↓

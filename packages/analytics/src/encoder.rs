//! Feature encoding for clustering.
//!
//! Features come from a static registry ([`Feature`]). Each is either
//! categorical (one-hot over its fixed enum domain) or continuous (min-max
//! normalized across the batch). The selected columns are concatenated and
//! then standardized column-wise, so every record in a batch ends up with a
//! vector of identical width and column order.

use crime_analytics_crime_models::{Categorical, CrimeType, Motive, Precinct, Severity, Weather};
use crime_analytics_models::FeatureRecord;
use ndarray::{Array2, Axis};

use crate::AnalyticsError;

/// How a feature is turned into columns.
#[derive(Debug, Clone, Copy, PartialEq, Eq)]
pub enum FeatureKind {
    /// One column per domain value.
    Categorical {
        /// Size of the enum domain.
        cardinality: usize,
    },
    /// A single min-max normalized column.
    Continuous,
}

/// A feature the encoder knows how to extract from a [`FeatureRecord`].
#[derive(Debug, Clone, Copy, PartialEq, Eq, PartialOrd, Ord, Hash)]
pub enum Feature {
    CrimeType,
    Severity,
    PoliceDistrict,
    Weather,
    CrimeMotive,
    Latitude,
    Longitude,
}

impl Feature {
    /// Features used when a request does not name any.
    pub const DEFAULT: &[Self] = &[
        Self::CrimeType,
        Self::Severity,
        Self::PoliceDistrict,
        Self::Weather,
        Self::CrimeMotive,
    ];

    /// Every registered feature.
    pub const ALL: &[Self] = &[
        Self::CrimeType,
        Self::Severity,
        Self::PoliceDistrict,
        Self::Weather,
        Self::CrimeMotive,
        Self::Latitude,
        Self::Longitude,
    ];

    /// Canonical request name.
    #[must_use]
    pub const fn name(self) -> &'static str {
        match self {
            Self::CrimeType => "CrimeType",
            Self::Severity => "Severity",
            Self::PoliceDistrict => "PoliceDistrict",
            Self::Weather => "Weather",
            Self::CrimeMotive => "CrimeMotive",
            Self::Latitude => "Latitude",
            Self::Longitude => "Longitude",
        }
    }

    /// Resolves a request name, case-insensitively. `Precinct` and `Motive`
    /// are accepted as aliases.
    ///
    /// # Errors
    ///
    /// Returns [`AnalyticsError::InvalidFeature`] for unknown names.
    pub fn parse(name: &str) -> Result<Self, AnalyticsError> {
        let trimmed = name.trim();
        Self::ALL
            .iter()
            .copied()
            .find(|f| f.name().eq_ignore_ascii_case(trimmed))
            .or_else(|| {
                if trimmed.eq_ignore_ascii_case("Precinct") {
                    Some(Self::PoliceDistrict)
                } else if trimmed.eq_ignore_ascii_case("Motive") {
                    Some(Self::CrimeMotive)
                } else {
                    None
                }
            })
            .ok_or_else(|| AnalyticsError::InvalidFeature {
                name: name.to_string(),
            })
    }

    /// Column layout of this feature.
    #[must_use]
    pub fn kind(self) -> FeatureKind {
        match self {
            Self::CrimeType => categorical::<CrimeType>(),
            Self::Severity => categorical::<Severity>(),
            Self::PoliceDistrict => categorical::<Precinct>(),
            Self::Weather => categorical::<Weather>(),
            Self::CrimeMotive => categorical::<Motive>(),
            Self::Latitude | Self::Longitude => FeatureKind::Continuous,
        }
    }

    /// One-hot position of the record's value. `None` for continuous
    /// features.
    fn category_index(self, record: &FeatureRecord) -> Option<usize> {
        match self {
            Self::CrimeType => Some(record.crime_type.ordinal()),
            Self::Severity => Some(record.severity.ordinal()),
            Self::PoliceDistrict => Some(record.precinct.ordinal()),
            Self::Weather => Some(record.weather.ordinal()),
            Self::CrimeMotive => Some(record.motive.ordinal()),
            Self::Latitude | Self::Longitude => None,
        }
    }

    /// Raw value of a continuous feature. Zero for categorical features.
    const fn continuous_value(self, record: &FeatureRecord) -> f64 {
        match self {
            Self::Latitude => record.latitude,
            Self::Longitude => record.longitude,
            _ => 0.0,
        }
    }

    /// Output column names, e.g. `CrimeType=ASSAULT` or `Latitude`.
    #[must_use]
    pub fn column_names(self) -> Vec<String> {
        fn names<T: Categorical + std::fmt::Display>(feature: Feature) -> Vec<String> {
            T::domain()
                .iter()
                .map(|v| format!("{}={v}", feature.name()))
                .collect()
        }

        match self {
            Self::CrimeType => names::<CrimeType>(self),
            Self::Severity => names::<Severity>(self),
            Self::PoliceDistrict => names::<Precinct>(self),
            Self::Weather => names::<Weather>(self),
            Self::CrimeMotive => names::<Motive>(self),
            Self::Latitude | Self::Longitude => vec![self.name().to_string()],
        }
    }

    /// Number of output columns.
    #[must_use]
    pub fn width(self) -> usize {
        match self.kind() {
            FeatureKind::Categorical { cardinality } => cardinality,
            FeatureKind::Continuous => 1,
        }
    }
}

fn categorical<T: Categorical>() -> FeatureKind {
    FeatureKind::Categorical {
        cardinality: T::domain().len(),
    }
}

/// Column layout shared by every vector in a batch.
#[derive(Debug, Clone, PartialEq, Eq)]
pub struct EncodingScheme {
    /// Selected features, in column order.
    pub features: Vec<Feature>,
    /// Output column names.
    pub columns: Vec<String>,
}

/// Encoded vectors for a batch, one row per input record.
#[derive(Debug, Clone)]
pub struct EncodedBatch {
    /// Column layout.
    pub scheme: EncodingScheme,
    /// `records x columns` matrix, standardized per column.
    pub vectors: Array2<f64>,
}

/// Resolves a requested feature list. `None` or an empty list selects
/// [`Feature::DEFAULT`]; duplicates are dropped, first occurrence wins.
///
/// # Errors
///
/// Returns [`AnalyticsError::InvalidFeature`] for unknown names.
pub fn resolve_features(names: Option<&[String]>) -> Result<Vec<Feature>, AnalyticsError> {
    let Some(names) = names.filter(|n| !n.is_empty()) else {
        return Ok(Feature::DEFAULT.to_vec());
    };

    let mut features = Vec::with_capacity(names.len());
    for name in names {
        let feature = Feature::parse(name)?;
        if !features.contains(&feature) {
            features.push(feature);
        }
    }
    Ok(features)
}

/// Encodes a batch of records.
///
/// # Errors
///
/// * [`AnalyticsError::InsufficientData`] if `records` is empty
/// * [`AnalyticsError::InvalidFeature`] if a feature name is unknown
pub fn encode(
    records: &[FeatureRecord],
    feature_names: Option<&[String]>,
) -> Result<EncodedBatch, AnalyticsError> {
    if records.is_empty() {
        return Err(AnalyticsError::insufficient(
            "cannot encode an empty batch of records",
        ));
    }

    let features = resolve_features(feature_names)?;
    let width: usize = features.iter().map(|f| f.width()).sum();
    let mut vectors = Array2::<f64>::zeros((records.len(), width));

    let mut offset = 0;
    for feature in &features {
        match feature.kind() {
            FeatureKind::Categorical { cardinality } => {
                for (row, record) in records.iter().enumerate() {
                    if let Some(idx) = feature.category_index(record) {
                        vectors[[row, offset + idx]] = 1.0;
                    }
                }
                offset += cardinality;
            }
            FeatureKind::Continuous => {
                let raw: Vec<f64> = records
                    .iter()
                    .map(|r| feature.continuous_value(r))
                    .collect();
                for (row, value) in min_max(&raw).into_iter().enumerate() {
                    vectors[[row, offset]] = value;
                }
                offset += 1;
            }
        }
    }

    standardize(&mut vectors);

    let columns = features.iter().flat_map(|f| f.column_names()).collect();
    log::debug!(
        "Encoded {} records into {width} columns using {:?}",
        records.len(),
        features
    );

    Ok(EncodedBatch {
        scheme: EncodingScheme { features, columns },
        vectors,
    })
}

/// Scales values into `[0, 1]`. A constant column maps to all zeros.
fn min_max(values: &[f64]) -> Vec<f64> {
    let min = values.iter().copied().fold(f64::INFINITY, f64::min);
    let max = values.iter().copied().fold(f64::NEG_INFINITY, f64::max);
    let range = max - min;

    if range > 0.0 && range.is_finite() {
        values.iter().map(|v| (v - min) / range).collect()
    } else {
        vec![0.0; values.len()]
    }
}

/// Centers each column to zero mean and scales it to unit (population)
/// variance. Zero-variance columns become all zeros.
#[allow(clippy::cast_precision_loss)]
fn standardize(vectors: &mut Array2<f64>) {
    let n = vectors.nrows() as f64;
    for mut column in vectors.axis_iter_mut(Axis(1)) {
        let mean = column.sum() / n;
        let variance = column.iter().map(|v| (v - mean).powi(2)).sum::<f64>() / n;
        let std_dev = variance.sqrt();

        if std_dev > f64::EPSILON {
            column.mapv_inplace(|v| (v - mean) / std_dev);
        } else {
            column.fill(0.0);
        }
    }
}

#[cfg(test)]
mod tests {
    use super::*;

    fn record(case_id: &str, crime_type: CrimeType, lat: f64, lng: f64) -> FeatureRecord {
        FeatureRecord {
            case_id: case_id.to_string(),
            crime_type,
            severity: Severity::Medium,
            precinct: Precinct::Putatan,
            weather: Weather::Rain,
            motive: Motive::Unknown,
            latitude: lat,
            longitude: lng,
            timestamp: 1_700_000_000,
        }
    }

    fn names(list: &[&str]) -> Vec<String> {
        list.iter().map(ToString::to_string).collect()
    }

    #[test]
    fn empty_batch_is_insufficient() {
        let err = encode(&[], None).unwrap_err();
        assert!(matches!(err, AnalyticsError::InsufficientData { .. }));
    }

    #[test]
    fn unknown_feature_is_rejected() {
        let records = vec![record("A", CrimeType::Theft, 14.4, 121.0)];
        let requested = names(&["CrimeType", "ShoeSize"]);
        let err = encode(&records, Some(requested.as_slice())).unwrap_err();
        match err {
            AnalyticsError::InvalidFeature { name } => assert_eq!(name, "ShoeSize"),
            other => panic!("unexpected error: {other:?}"),
        }
    }

    #[test]
    fn default_features_span_full_enum_domains() {
        let records = vec![
            record("A", CrimeType::Theft, 14.4, 121.0),
            record("B", CrimeType::Arson, 14.5, 121.1),
        ];
        let batch = encode(&records, None).unwrap();
        let expected = CrimeType::all().len()
            + Severity::all().len()
            + Precinct::all().len()
            + Weather::all().len()
            + Motive::all().len();
        assert_eq!(batch.vectors.ncols(), expected);
        assert_eq!(batch.scheme.columns.len(), expected);
        assert_eq!(batch.scheme.columns[0], "CrimeType=ARSON");
    }

    #[test]
    fn columns_are_standardized() {
        let records = vec![
            record("A", CrimeType::Theft, 14.40, 121.00),
            record("B", CrimeType::Arson, 14.45, 121.02),
            record("C", CrimeType::Theft, 14.50, 121.09),
            record("D", CrimeType::Robbery, 14.41, 121.05),
        ];
        let requested = names(&["CrimeType", "Latitude", "Longitude"]);
        let batch = encode(&records, Some(requested.as_slice())).unwrap();

        for column in batch.vectors.axis_iter(Axis(1)) {
            let mean = column.sum() / 4.0;
            assert!(mean.abs() < 1e-9, "column mean {mean} is not zero");
            let var = column.iter().map(|v| (v - mean).powi(2)).sum::<f64>() / 4.0;
            assert!(
                var.abs() < 1e-9 || (var - 1.0).abs() < 1e-9,
                "column variance {var} is neither 0 nor 1"
            );
        }
    }

    #[test]
    fn constant_continuous_column_encodes_to_zero() {
        let records = vec![
            record("A", CrimeType::Theft, 14.4, 121.0),
            record("B", CrimeType::Theft, 14.4, 121.0),
        ];
        let batch = encode(&records, Some(names(&["Latitude"]).as_slice())).unwrap();
        assert!(batch.vectors.iter().all(|v| *v == 0.0));
    }

    #[test]
    fn aliases_and_duplicates_resolve_once() {
        let requested = names(&["precinct", "PoliceDistrict", "motive"]);
        let features = resolve_features(Some(requested.as_slice())).unwrap();
        assert_eq!(features, vec![Feature::PoliceDistrict, Feature::CrimeMotive]);
    }

    #[test]
    fn empty_feature_list_uses_defaults() {
        assert_eq!(
            resolve_features(Some(&[])).unwrap(),
            Feature::DEFAULT.to_vec()
        );
    }
}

↑

#### WORK TASK:
Your response should contain each line of the entries above that holds the string "Clone".

#### REPLY:
#[derive(Debug, Clone, Copy, PartialEq, Eq)]
#[derive(Debug, Clone, Copy, PartialEq, Eq, PartialOrd, Ord, Hash)]
#[derive(Debug, Clone, PartialEq, Eq)]
#[derive(Debug, Clone)]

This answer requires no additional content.